Top of DATA FOR REVIEW

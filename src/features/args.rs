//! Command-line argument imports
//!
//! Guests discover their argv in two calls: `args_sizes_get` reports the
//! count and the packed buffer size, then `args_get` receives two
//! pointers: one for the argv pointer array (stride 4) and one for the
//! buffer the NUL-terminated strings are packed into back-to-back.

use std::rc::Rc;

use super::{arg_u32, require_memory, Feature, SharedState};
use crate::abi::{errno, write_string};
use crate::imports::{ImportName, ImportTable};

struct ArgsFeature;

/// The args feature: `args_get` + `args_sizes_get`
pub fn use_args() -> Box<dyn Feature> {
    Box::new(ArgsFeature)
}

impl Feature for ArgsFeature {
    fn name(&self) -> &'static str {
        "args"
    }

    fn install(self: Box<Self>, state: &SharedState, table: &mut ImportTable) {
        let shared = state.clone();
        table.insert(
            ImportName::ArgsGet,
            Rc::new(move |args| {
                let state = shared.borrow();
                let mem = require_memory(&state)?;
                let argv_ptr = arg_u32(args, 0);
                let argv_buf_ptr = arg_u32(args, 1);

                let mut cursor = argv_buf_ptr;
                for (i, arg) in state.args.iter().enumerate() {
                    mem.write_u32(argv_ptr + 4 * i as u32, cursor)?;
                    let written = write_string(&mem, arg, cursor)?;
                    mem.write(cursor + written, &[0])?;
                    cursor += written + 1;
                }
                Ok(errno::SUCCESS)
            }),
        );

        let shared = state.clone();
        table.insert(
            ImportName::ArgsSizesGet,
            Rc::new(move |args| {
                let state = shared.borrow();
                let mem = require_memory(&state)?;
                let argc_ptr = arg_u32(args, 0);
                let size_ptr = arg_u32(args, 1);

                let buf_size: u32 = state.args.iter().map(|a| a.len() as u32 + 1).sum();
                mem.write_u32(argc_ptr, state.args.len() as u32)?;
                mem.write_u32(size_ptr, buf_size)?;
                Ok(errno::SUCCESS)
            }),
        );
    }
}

Bottom of DATA FOR REVIEW
Top of DATA FOR REVIEW

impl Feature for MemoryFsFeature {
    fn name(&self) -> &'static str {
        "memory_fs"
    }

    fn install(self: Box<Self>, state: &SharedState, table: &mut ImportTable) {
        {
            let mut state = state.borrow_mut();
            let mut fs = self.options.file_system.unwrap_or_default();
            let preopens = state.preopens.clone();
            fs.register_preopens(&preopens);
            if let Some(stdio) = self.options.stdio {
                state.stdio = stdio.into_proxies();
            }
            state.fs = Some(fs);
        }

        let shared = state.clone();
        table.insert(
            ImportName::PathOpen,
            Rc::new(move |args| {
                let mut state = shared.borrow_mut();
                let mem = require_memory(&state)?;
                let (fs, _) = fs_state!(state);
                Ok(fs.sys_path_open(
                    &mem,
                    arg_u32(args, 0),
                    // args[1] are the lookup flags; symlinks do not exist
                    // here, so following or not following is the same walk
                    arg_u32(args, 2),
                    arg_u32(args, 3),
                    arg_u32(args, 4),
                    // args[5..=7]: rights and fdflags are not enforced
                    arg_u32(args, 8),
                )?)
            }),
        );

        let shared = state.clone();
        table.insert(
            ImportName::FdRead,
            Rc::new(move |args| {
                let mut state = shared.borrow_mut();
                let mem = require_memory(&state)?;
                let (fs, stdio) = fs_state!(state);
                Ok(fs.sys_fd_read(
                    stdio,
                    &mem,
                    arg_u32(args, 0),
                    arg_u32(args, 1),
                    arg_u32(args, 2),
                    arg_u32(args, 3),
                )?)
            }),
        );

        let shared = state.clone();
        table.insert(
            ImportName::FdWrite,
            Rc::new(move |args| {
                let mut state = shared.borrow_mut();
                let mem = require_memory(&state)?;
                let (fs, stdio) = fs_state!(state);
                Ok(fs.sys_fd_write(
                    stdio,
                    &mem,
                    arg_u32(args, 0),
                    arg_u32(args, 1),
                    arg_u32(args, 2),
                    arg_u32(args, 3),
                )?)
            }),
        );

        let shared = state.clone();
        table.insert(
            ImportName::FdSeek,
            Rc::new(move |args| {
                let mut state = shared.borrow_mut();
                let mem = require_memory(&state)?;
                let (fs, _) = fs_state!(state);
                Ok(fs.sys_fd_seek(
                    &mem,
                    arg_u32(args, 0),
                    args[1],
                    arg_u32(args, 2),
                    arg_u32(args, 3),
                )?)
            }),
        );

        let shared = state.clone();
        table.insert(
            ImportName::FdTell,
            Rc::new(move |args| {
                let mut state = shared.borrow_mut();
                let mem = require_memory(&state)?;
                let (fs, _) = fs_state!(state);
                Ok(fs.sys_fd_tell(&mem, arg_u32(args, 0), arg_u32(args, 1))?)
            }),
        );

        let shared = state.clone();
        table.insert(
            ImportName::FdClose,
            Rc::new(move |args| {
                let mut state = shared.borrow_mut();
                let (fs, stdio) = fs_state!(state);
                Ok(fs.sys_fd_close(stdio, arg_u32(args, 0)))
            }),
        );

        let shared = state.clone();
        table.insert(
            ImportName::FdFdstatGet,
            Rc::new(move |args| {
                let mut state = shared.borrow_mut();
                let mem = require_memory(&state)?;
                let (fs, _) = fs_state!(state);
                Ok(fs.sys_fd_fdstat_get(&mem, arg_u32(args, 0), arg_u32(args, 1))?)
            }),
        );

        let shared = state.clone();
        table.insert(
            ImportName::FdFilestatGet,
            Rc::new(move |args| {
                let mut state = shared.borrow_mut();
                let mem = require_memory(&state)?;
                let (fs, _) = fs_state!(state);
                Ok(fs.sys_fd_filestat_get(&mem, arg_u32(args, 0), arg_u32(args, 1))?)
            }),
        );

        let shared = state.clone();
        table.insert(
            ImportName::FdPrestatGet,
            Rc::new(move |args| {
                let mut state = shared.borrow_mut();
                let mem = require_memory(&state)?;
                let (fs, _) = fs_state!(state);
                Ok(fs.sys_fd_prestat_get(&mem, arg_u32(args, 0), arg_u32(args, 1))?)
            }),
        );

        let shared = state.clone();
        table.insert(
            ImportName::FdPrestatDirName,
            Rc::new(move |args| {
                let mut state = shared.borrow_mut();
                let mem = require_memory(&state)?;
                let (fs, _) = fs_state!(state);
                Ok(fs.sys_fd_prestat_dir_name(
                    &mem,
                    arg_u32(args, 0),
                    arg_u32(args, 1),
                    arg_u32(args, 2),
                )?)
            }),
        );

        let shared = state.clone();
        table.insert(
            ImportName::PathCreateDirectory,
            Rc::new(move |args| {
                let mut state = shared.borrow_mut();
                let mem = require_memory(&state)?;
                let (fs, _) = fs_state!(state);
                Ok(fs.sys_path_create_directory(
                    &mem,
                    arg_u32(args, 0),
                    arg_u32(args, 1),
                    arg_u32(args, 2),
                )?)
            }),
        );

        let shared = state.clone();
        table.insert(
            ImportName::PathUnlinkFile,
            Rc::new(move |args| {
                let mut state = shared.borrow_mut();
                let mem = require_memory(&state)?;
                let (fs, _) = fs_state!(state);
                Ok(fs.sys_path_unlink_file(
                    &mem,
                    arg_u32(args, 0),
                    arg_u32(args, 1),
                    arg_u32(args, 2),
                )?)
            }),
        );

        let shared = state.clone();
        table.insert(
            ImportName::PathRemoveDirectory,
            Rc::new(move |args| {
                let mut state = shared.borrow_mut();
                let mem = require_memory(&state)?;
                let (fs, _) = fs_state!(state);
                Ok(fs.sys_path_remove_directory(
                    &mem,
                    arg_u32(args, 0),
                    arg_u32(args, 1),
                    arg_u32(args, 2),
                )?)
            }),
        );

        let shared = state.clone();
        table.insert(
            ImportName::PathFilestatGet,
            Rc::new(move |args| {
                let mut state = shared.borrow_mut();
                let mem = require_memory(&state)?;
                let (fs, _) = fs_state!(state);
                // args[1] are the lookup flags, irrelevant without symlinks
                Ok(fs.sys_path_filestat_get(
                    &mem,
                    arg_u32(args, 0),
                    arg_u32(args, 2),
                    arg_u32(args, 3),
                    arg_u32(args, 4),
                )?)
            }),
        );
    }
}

Bottom of DATA FOR REVIEW

*WORK ORDER*: What lines in the material above contain the word "iter"? Copy them out.

*RESULT OF THIS EXERCISE*:
                for (i, arg) in state.args.iter().enumerate() {
                let buf_size: u32 = state.args.iter().map(|a| a.len() as u32 + 1).sum();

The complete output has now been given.